As you age, your body just doesn't need as much energy to do its thing. It shifts from its "growing" stage into its "aging" one, with levels of the aptly named human growth hormone lowering right alongside your metabolism. Meanwhile, changing levels of other hormones – including thyroxin (produced by your thyroid gland), testosterone and estrogen – can directly affect BMR, Calamita says. All of this is natural – and actually a pretty small part of why metabolic rate declines with age.
The bigger reason? The older we get, the less muscle we tend to have. You can blame a combination of genetics, hormones and inactivity for that. In fact, physically inactive people (more on activity later) can lose as much as 3 to 5 percent of their muscle mass each decade after age 30, Nazario says.
And, like we said earlier, muscle mass is one of the primary determinants of your BMR. "Muscle is extremely metabolically active, meaning that it burns calories even when you're at rest, whereas fat is not," she says. So every decade that you lose muscle, you are burning fewer calories and, unless you are cutting calories, you are gaining weight.

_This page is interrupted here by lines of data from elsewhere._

//! Entity graph assembly and hierarchical community detection
//!
//! The graph is always rebuilt in memory from the relationship table; only
//! the flat tables are persisted. Clustering is deterministic: node order is
//! fixed by sorting, the only randomness is a seeded shuffle, and ties always
//! resolve toward the smallest label, so a fixed `(input, seed)` pair yields
//! a bit-stable result.

use std::collections::{BTreeMap, BTreeSet, HashMap, HashSet};

use petgraph::graph::{NodeIndex, UnGraph};
use petgraph::visit::{Bfs, EdgeRef};
use rand::rngs::StdRng;
use rand::seq::SliceRandom;
use rand::SeedableRng;
use tracing::{debug, info};

use crate::config::CommunityDetectionConfig;
use crate::store::{CommunityRecord, RelationshipRecord};

/// Undirected entity graph with coalesced, weight-summed edges
pub struct EntityGraph {
    graph: UnGraph<String, f64>,
    index: BTreeMap<String, NodeIndex>,
}

impl EntityGraph {
    /// Build the graph from the relationship table
    ///
    /// Nodes are entity names, edges are relationships; parallel edges
    /// collapse into one with their weights summed. Self-loops are dropped.
    #[must_use]
    pub fn from_relationships(relationships: &[RelationshipRecord]) -> Self {
        let mut names = BTreeSet::new();
        for rel in relationships {
            names.insert(rel.source.clone());
            names.insert(rel.target.clone());
        }

        let mut graph = UnGraph::new_undirected();
        let mut index = BTreeMap::new();
        for name in names {
            let node = graph.add_node(name.clone());
            index.insert(name, node);
        }

        let mut edges: BTreeMap<(NodeIndex, NodeIndex), f64> = BTreeMap::new();
        for rel in relationships {
            if rel.source == rel.target {
                continue;
            }
            let a = index[&rel.source];
            let b = index[&rel.target];
            let key = if a < b { (a, b) } else { (b, a) };
            *edges.entry(key).or_insert(0.0) += rel.weight.max(0.0);
        }
        for ((a, b), weight) in edges {
            graph.add_edge(a, b, weight);
        }

        Self { graph, index }
    }

    #[must_use]
    pub fn node_count(&self) -> usize {
        self.graph.node_count()
    }

    #[must_use]
    pub fn edge_count(&self) -> usize {
        self.graph.edge_count()
    }

    /// Node names of the largest connected component
    ///
    /// Components of equal size tie-break toward the one containing the
    /// lexicographically smallest name, so the choice is stable.
    #[must_use]
    pub fn largest_connected_component(&self) -> Vec<String> {
        let mut visited: HashSet<NodeIndex> = HashSet::new();
        let mut best: Vec<String> = Vec::new();

        for &start in self.index.values() {
            if visited.contains(&start) {
                continue;
            }
            let mut component = Vec::new();
            let mut bfs = Bfs::new(&self.graph, start);
            while let Some(node) = bfs.next(&self.graph) {
                if visited.insert(node) {
                    component.push(self.graph[node].clone());
                }
            }
            component.sort();
            if component.len() > best.len() {
                best = component;
            }
        }
        best
    }

    fn weighted_neighbors(&self, name: &str) -> Vec<(String, f64)> {
        let Some(&node) = self.index.get(name) else {
            return Vec::new();
        };
        let mut neighbors: Vec<(String, f64)> = self
            .graph
            .edges(node)
            .map(|edge| {
                let other = if edge.source() == node {
                    edge.target()
                } else {
                    edge.source()
                };
                (self.graph[other].clone(), *edge.weight())
            })
            .collect();
        neighbors.sort_by(|a, b| a.0.cmp(&b.0));
        neighbors
    }
}

/// Hierarchically cluster the relationship graph into communities
///
/// Level 0 partitions the clustered node set (the LCC when `use_lcc`);
/// each further level refines the previous one by subdividing clusters
/// larger than `max_cluster_size`. Clusters within the size budget carry
/// over with fresh ids so every level remains a complete partition, and
/// every community's `parent_cluster` points at the community it refines
/// (`-1` at level 0).
#[must_use]
pub fn cluster_graph(
    relationships: &[RelationshipRecord],
    config: &CommunityDetectionConfig,
) -> Vec<CommunityRecord> {
    let graph = EntityGraph::from_relationships(relationships);
    if graph.node_count() == 0 {
        debug!("graph has no nodes for clustering");
        return Vec::new();
    }

    let nodes: Vec<String> = if config.use_lcc {
        graph.largest_connected_component()
    } else {
        graph.index.keys().cloned().collect()
    };

    // Dense ids over the clustered node set, in sorted-name order
    let ids: HashMap<&str, usize> = nodes
        .iter()
        .enumerate()
        .map(|(i, name)| (name.as_str(), i))
        .collect();
    let adjacency: Vec<Vec<(usize, f64)>> = nodes
        .iter()
        .map(|name| {
            graph
                .weighted_neighbors(name)
                .into_iter()
                .filter_map(|(nbr, w)| ids.get(nbr.as_str()).map(|&i| (i, w)))
                .collect()
        })
        .collect();

    let mut records = Vec::new();
    let mut next_id: i64 = 0;

    // Level 0: full partition
    let all: Vec<usize> = (0..nodes.len()).collect();
    let mut current: Vec<(i64, Vec<usize>)> = Vec::new();
    for members in propagate_labels_subset(&adjacency, &all, config.seed) {
        current.push((next_id, members));
        next_id += 1;
    }
    push_level(&mut records, 0, &current, &BTreeMap::new(), &nodes);

    // Terminates: every subdivision yields strictly smaller parts, and the
    // even-split fallback caps parts at max_cluster_size outright.
    let mut level: i64 = 0;
    while current
        .iter()
        .any(|(_, members)| members.len() > config.max_cluster_size)
    {
        level += 1;
        let mut next: Vec<(i64, Vec<usize>)> = Vec::new();
        let mut parents: BTreeMap<i64, i64> = BTreeMap::new();

        for (cluster_id, members) in &current {
            if members.len() <= config.max_cluster_size {
                parents.insert(next_id, *cluster_id);
                next.push((next_id, members.clone()));
                next_id += 1;
                continue;
            }

            let sub_seed = config
                .seed
                .wrapping_add((level as u64) << 32)
                .wrapping_add(*cluster_id as u64);
            let mut parts = propagate_labels_subset(&adjacency, members, sub_seed);
            if parts.len() == 1 {
                parts = split_evenly(members, config.max_cluster_size);
            }
            for part in parts {
                parents.insert(next_id, *cluster_id);
                next.push((next_id, part));
                next_id += 1;
            }
        }

        push_level(&mut records, level, &next, &parents, &nodes);
        current = next;
    }

    info!(
        nodes = nodes.len(),
        communities = records.len(),
        levels = level + 1,
        "graph clustered"
    );
    records
}

fn push_level(
    records: &mut Vec<CommunityRecord>,
    level: i64,
    clusters: &[(i64, Vec<usize>)],
    parents: &BTreeMap<i64, i64>,
    names: &[String],
) {
    for (cluster_id, members) in clusters {
        records.push(CommunityRecord {
            level,
            cluster_id: *cluster_id,
            parent_cluster: parents.get(cluster_id).copied().unwrap_or(-1),
            nodes: members.iter().map(|&i| names[i].clone()).collect(),
        });
    }
}

/// Weighted label propagation restricted to `subset`
///
/// Each node adopts the label carrying the most neighbor weight; ties pick
/// the smallest label. Returns member lists sorted internally and ordered by
/// their smallest member.
fn propagate_labels_subset(
    adjacency: &[Vec<(usize, f64)>],
    subset: &[usize],
    seed: u64,
) -> Vec<Vec<usize>> {
    let members: HashSet<usize> = subset.iter().copied().collect();
    let mut labels: HashMap<usize, usize> = subset.iter().map(|&n| (n, n)).collect();

    let mut order = subset.to_vec();
    order.sort_unstable();
    let mut rng = StdRng::seed_from_u64(seed);
    order.shuffle(&mut rng);

    for _ in 0..50 {
        let mut changed = false;
        for &node in &order {
            let mut tally: BTreeMap<usize, f64> = BTreeMap::new();
            for &(neighbor, weight) in &adjacency[node] {
                if members.contains(&neighbor) {
                    *tally.entry(labels[&neighbor]).or_insert(0.0) += weight;
                }
            }
            if tally.is_empty() {
                continue;
            }
            // Ascending label order makes the smallest label win ties
            let mut best_label = labels[&node];
            let mut best_weight = f64::NEG_INFINITY;
            for (&label, &weight) in &tally {
                if weight > best_weight {
                    best_weight = weight;
                    best_label = label;
                }
            }
            if best_label != labels[&node] {
                labels.insert(node, best_label);
                changed = true;
            }
        }
        if !changed {
            break;
        }
    }

    let mut groups: BTreeMap<usize, Vec<usize>> = BTreeMap::new();
    for &node in subset {
        groups.entry(labels[&node]).or_default().push(node);
    }
    let mut clusters: Vec<Vec<usize>> = groups
        .into_values()
        .map(|mut members| {
            members.sort_unstable();
            members
        })
        .collect();
    clusters.sort_by_key(|members| members[0]);
    clusters
}

/// Deterministic fallback when propagation cannot split an oversized cluster
fn split_evenly(members: &[usize], max_size: usize) -> Vec<Vec<usize>> {
    let mut sorted = members.to_vec();
    sorted.sort_unstable();
    sorted
        .chunks(max_size.max(1))
        .map(<[usize]>::to_vec)
        .collect()
}

#[cfg(test)]
mod tests {
    use super::*;

    fn rel(source: &str, target: &str) -> RelationshipRecord {
        RelationshipRecord {
            id: format!("{source}-{target}"),
            source: source.to_string(),
            target: target.to_string(),
            rel_type: "related".to_string(),
            description: String::new(),
            weight: 1.0,
        }
    }

    fn config(max_cluster_size: usize, use_lcc: bool) -> CommunityDetectionConfig {
        CommunityDetectionConfig {
            max_cluster_size,
            use_lcc,
            seed: 42,
        }
    }

    fn chain(n: usize) -> Vec<RelationshipRecord> {
        (0..n - 1)
            .map(|i| rel(&format!("n{i:03}"), &format!("n{:03}", i + 1)))
            .collect()
    }

    #[test]
    fn test_multi_edges_coalesce() {
        let rels = vec![rel("a", "b"), rel("a", "b"), rel("b", "a")];
        let graph = EntityGraph::from_relationships(&rels);
        assert_eq!(graph.node_count(), 2);
        assert_eq!(graph.edge_count(), 1);
        assert!((graph.weighted_neighbors("a")[0].1 - 3.0).abs() < f64::EPSILON);
    }

    #[test]
    fn test_lcc_picks_largest_component() {
        let rels = vec![rel("a", "b"), rel("b", "c"), rel("x", "y")];
        let graph = EntityGraph::from_relationships(&rels);
        let lcc = graph.largest_connected_component();
        assert_eq!(lcc, vec!["a".to_string(), "b".to_string(), "c".to_string()]);
    }

    #[test]
    fn test_levels_partition_the_node_set() {
        let records = cluster_graph(&chain(12), &config(4, true));
        assert!(!records.is_empty());

        let all_nodes: BTreeSet<String> = chain(12)
            .iter()
            .flat_map(|r| [r.source.clone(), r.target.clone()])
            .collect();

        let mut levels: BTreeMap<i64, Vec<&CommunityRecord>> = BTreeMap::new();
        for record in &records {
            levels.entry(record.level).or_default().push(record);
        }
        for (level, communities) in levels {
            let mut seen = BTreeSet::new();
            for community in communities {
                for node in &community.nodes {
                    assert!(seen.insert(node.clone()), "overlap at level {level}: {node}");
                }
            }
            assert_eq!(seen, all_nodes, "level {level} does not cover the node set");
        }
    }

    #[test]
    fn test_children_are_subsets_of_parents() {
        let records = cluster_graph(&chain(12), &config(4, true));
        let by_id: HashMap<i64, &CommunityRecord> =
            records.iter().map(|r| (r.cluster_id, r)).collect();

        for record in &records {
            if record.parent_cluster < 0 {
                continue;
            }
            let parent = by_id[&record.parent_cluster];
            let parent_nodes: BTreeSet<_> = parent.nodes.iter().collect();
            for node in &record.nodes {
                assert!(parent_nodes.contains(node));
            }
        }
    }

    #[test]
    fn test_deepest_level_respects_max_cluster_size() {
        let records = cluster_graph(&chain(20), &config(4, true));
        let deepest = records.iter().map(|r| r.level).max().unwrap();
        for record in records.iter().filter(|r| r.level == deepest) {
            assert!(record.nodes.len() <= 4);
        }
    }

    #[test]
    fn test_clustering_is_deterministic() {
        let rels = chain(15);
        let first = cluster_graph(&rels, &config(5, true));
        let second = cluster_graph(&rels, &config(5, true));
        assert_eq!(first, second);
    }

    #[test]
    fn test_lcc_restriction_excludes_satellites() {
        let mut rels = chain(6);
        rels.push(rel("zz1", "zz2"));
        let records = cluster_graph(&rels, &config(10, true));

        let clustered: BTreeSet<&String> = records.iter().flat_map(|r| r.nodes.iter()).collect();
        assert!(!clustered.iter().any(|n| n.starts_with("zz")));
    }

    #[test]
    fn test_without_lcc_everything_is_clustered() {
        let mut rels = chain(6);
        rels.push(rel("zz1", "zz2"));
        let records = cluster_graph(&rels, &config(10, false));

        let level0: BTreeSet<&String> = records
            .iter()
            .filter(|r| r.level == 0)
            .flat_map(|r| r.nodes.iter())
            .collect();
        assert!(level0.iter().any(|n| n.starts_with("zz")));
    }

    #[test]
    fn test_empty_relationships_yield_no_communities() {
        assert!(cluster_graph(&[], &config(10, true)).is_empty());
    }
}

Increase Your Metabolism, No Matter Your Age
Explain it like that and the solution becomes pretty obvious: build muscle. After all, if a decline in muscle mass is the No. 1 reason metabolic rate drops and we gain weight as we age, building muscle is the No. 1 way to help prevent, or even reverse, the process, Gainor says.
And, yes, it's possible to build muscle during every stage of life. In fact, when Harvard researchers followed 10,500 healthy middle-aged and elderly men over the course of 12 years, those who participated in 20 minutes per day of strength training enjoyed smaller increases in age-related abdominal fat compared to those who spent the same amount of time involved in cardiovascular exercise. The guys who performed strength training had more muscle and, thus, faster metabolisms.

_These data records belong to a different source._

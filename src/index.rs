//! Index builder: chunking, embedding, and the three vector indexes

use serde_json::Value;
use tracing::info;

use crate::chunking::{Chunk, SentenceChunker};
use crate::config::ChunkingConfig;
use crate::loader::Document;
use crate::store::{ArtifactStore, CommunitySummaryRecord, EntityRecord};
use crate::vector::{VectorNode, VectorStoreRole};
use crate::Result;

/// Builds the *main*, *entity* and *community* vector indexes
pub struct IndexBuilder<'a> {
    store: &'a ArtifactStore,
    chunker: SentenceChunker,
}

impl<'a> IndexBuilder<'a> {
    /// # Errors
    ///
    /// Returns `Error::Config` for invalid chunking parameters.
    pub fn new(store: &'a ArtifactStore, chunking: &ChunkingConfig) -> Result<Self> {
        Ok(Self {
            store,
            chunker: SentenceChunker::new(chunking)?,
        })
    }

    /// Split documents into ordered chunks, keyed by document identity hash
    ///
    /// # Errors
    ///
    /// Returns `Error::Config` if the splitter rejects its parameters.
    pub fn chunk_documents(&self, documents: &[Document]) -> Result<Vec<Chunk>> {
        let mut chunks = Vec::new();
        for doc in documents {
            chunks.extend(self.chunker.chunk_document(&doc.content_hash(), &doc.text)?);
        }
        Ok(chunks)
    }

    /// Write one vector per chunk; vector text is the chunk text
    ///
    /// # Errors
    ///
    /// Returns `Error::Index` when embedding or the table write fails.
    pub async fn write_main_index(&self, chunks: &[Chunk]) -> Result<()> {
        if chunks.is_empty() {
            return Ok(());
        }
        let nodes = chunks
            .iter()
            .map(|chunk| {
                VectorNode::new(chunk.chunk_id.clone(), chunk.text.clone())
                    .with_metadata("document_id", chunk.document_id.clone())
                    .with_metadata("chunk_id", chunk.chunk_id.clone())
                    .with_metadata("position", chunk.position as u64)
            })
            .collect();
        let table = self.store.vector_table_mut(VectorStoreRole::Main)?;
        table.upsert(nodes).await?;
        info!(chunks = chunks.len(), "main index updated");
        Ok(())
    }

    /// Write one vector per entity; vector text is the entity name
    ///
    /// # Errors
    ///
    /// Returns `Error::Index` when embedding or the table write fails.
    pub async fn write_entity_index(&self, entities: &[EntityRecord]) -> Result<()> {
        if entities.is_empty() {
            return Ok(());
        }
        let nodes = entities
            .iter()
            .map(|entity| {
                let mut node = VectorNode::new(entity.id.clone(), entity.name.clone())
                    .with_metadata("entity_id", entity.id.clone())
                    .with_metadata("name", entity.name.clone())
                    .with_metadata("type", entity.entity_type.clone())
                    .with_metadata("description", entity.description.clone());
                for (key, value) in &entity.attributes {
                    node = node.with_metadata(key, value.clone());
                }
                node
            })
            .collect();
        let table = self.store.vector_table_mut(VectorStoreRole::Entity)?;
        table.upsert(nodes).await?;
        info!(entities = entities.len(), "entity index updated");
        Ok(())
    }

    /// Write one vector per community summary; vector text is the summary
    ///
    /// Entity ids of the key entities ride along as metadata so query-time
    /// traceability can name them.
    ///
    /// # Errors
    ///
    /// Returns `Error::Index` when embedding or the table write fails.
    pub async fn write_community_index(
        &self,
        summaries: &[CommunitySummaryRecord],
        entities: &[EntityRecord],
    ) -> Result<()> {
        if summaries.is_empty() {
            return Ok(());
        }
        let nodes = summaries
            .iter()
            .map(|summary| {
                let entity_ids: Vec<Value> = summary
                    .key_entities
                    .iter()
                    .filter_map(|name| {
                        entities
                            .iter()
                            .find(|e| &e.name == name)
                            .map(|e| Value::String(e.id.clone()))
                    })
                    .collect();
                VectorNode::new(summary.community_id.to_string(), summary.summary.clone())
                    .with_metadata("community_id", summary.community_id)
                    .with_metadata("title", summary.title.clone())
                    .with_metadata("rank", summary.rank)
                    .with_metadata("occurrence", summary.occurrence)
                    .with_metadata(
                        "key_entities",
                        Value::Array(
                            summary
                                .key_entities
                                .iter()
                                .map(|e| Value::String(e.clone()))
                                .collect(),
                        ),
                    )
                    .with_metadata("entity_ids", Value::Array(entity_ids))
            })
            .collect();
        let table = self.store.vector_table_mut(VectorStoreRole::Community)?;
        table.upsert(nodes).await?;
        info!(summaries = summaries.len(), "community index updated");
        Ok(())
    }
}

#[cfg(test)]
mod tests {
    use std::collections::BTreeMap;
    use std::sync::Arc;

    use super::*;
    use crate::embedding::Embedder;

    struct CountingEmbedder;

    impl Embedder for CountingEmbedder {
        fn embed(&self, texts: &[String]) -> Result<Vec<Vec<f32>>> {
            Ok(texts.iter().map(|t| vec![t.len() as f32, 1.0]).collect())
        }

        fn dimension(&self) -> usize {
            2
        }
    }

    fn doc(path: &str, text: &str) -> Document {
        Document {
            source_path: path.to_string(),
            text: text.to_string(),
            metadata: BTreeMap::new(),
        }
    }

    #[tokio::test]
    async fn test_main_index_has_one_vector_per_chunk() {
        let dir = tempfile::tempdir().unwrap();
        let store = ArtifactStore::new(dir.path(), Arc::new(CountingEmbedder));
        let builder = IndexBuilder::new(&store, &ChunkingConfig::default()).unwrap();

        let docs = vec![doc("a.txt", "First text."), doc("b.txt", "Second text.")];
        let chunks = builder.chunk_documents(&docs).unwrap();
        builder.write_main_index(&chunks).await.unwrap();

        let table = store.vector_table(VectorStoreRole::Main).unwrap();
        assert_eq!(table.len(), chunks.len());
    }

    #[tokio::test]
    async fn test_entity_index_uses_name_as_text() {
        let dir = tempfile::tempdir().unwrap();
        let store = ArtifactStore::new(dir.path(), Arc::new(CountingEmbedder));
        let builder = IndexBuilder::new(&store, &ChunkingConfig::default()).unwrap();

        let mut attributes = BTreeMap::new();
        attributes.insert("sector".to_string(), "tech".to_string());
        builder
            .write_entity_index(&[EntityRecord {
                id: "e1".to_string(),
                name: "Acme".to_string(),
                entity_type: "Organization".to_string(),
                description: "A company".to_string(),
                attributes,
            }])
            .await
            .unwrap();

        let table = store.vector_table(VectorStoreRole::Entity).unwrap();
        let hits = table.query("Acme", 1).await.unwrap();
        assert_eq!(hits[0].node.text, "Acme");
        assert_eq!(hits[0].node.metadata.get("type").unwrap(), "Organization");
        assert_eq!(hits[0].node.metadata.get("sector").unwrap(), "tech");
    }

    #[tokio::test]
    async fn test_empty_inputs_write_nothing() {
        let dir = tempfile::tempdir().unwrap();
        let store = ArtifactStore::new(dir.path(), Arc::new(CountingEmbedder));
        let builder = IndexBuilder::new(&store, &ChunkingConfig::default()).unwrap();

        builder.write_entity_index(&[]).await.unwrap();
        builder.write_community_index(&[], &[]).await.unwrap();

        assert!(store.vector_table(VectorStoreRole::Entity).is_err());
        assert!(store.vector_table(VectorStoreRole::Community).is_err());
    }
}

However, Calamita notes that, to get optimum muscle- and metabolism-boosting results from your strength routine, you need to supply your muscles with the building blocks necessary for them to recover after each workout and grow back bigger and stronger: protein. And while the current recommended daily allowance for protein is set at 0.8 grams of protein per kilogram of body weight (about 65 grams of protein per day for an 180-pound person), 2014 research published in the American Journal of Physiology – Endocrinology and Metabolismshows that consuming double that amount is ideal forolder adults trying to prevent muscle wasting and promote muscle building.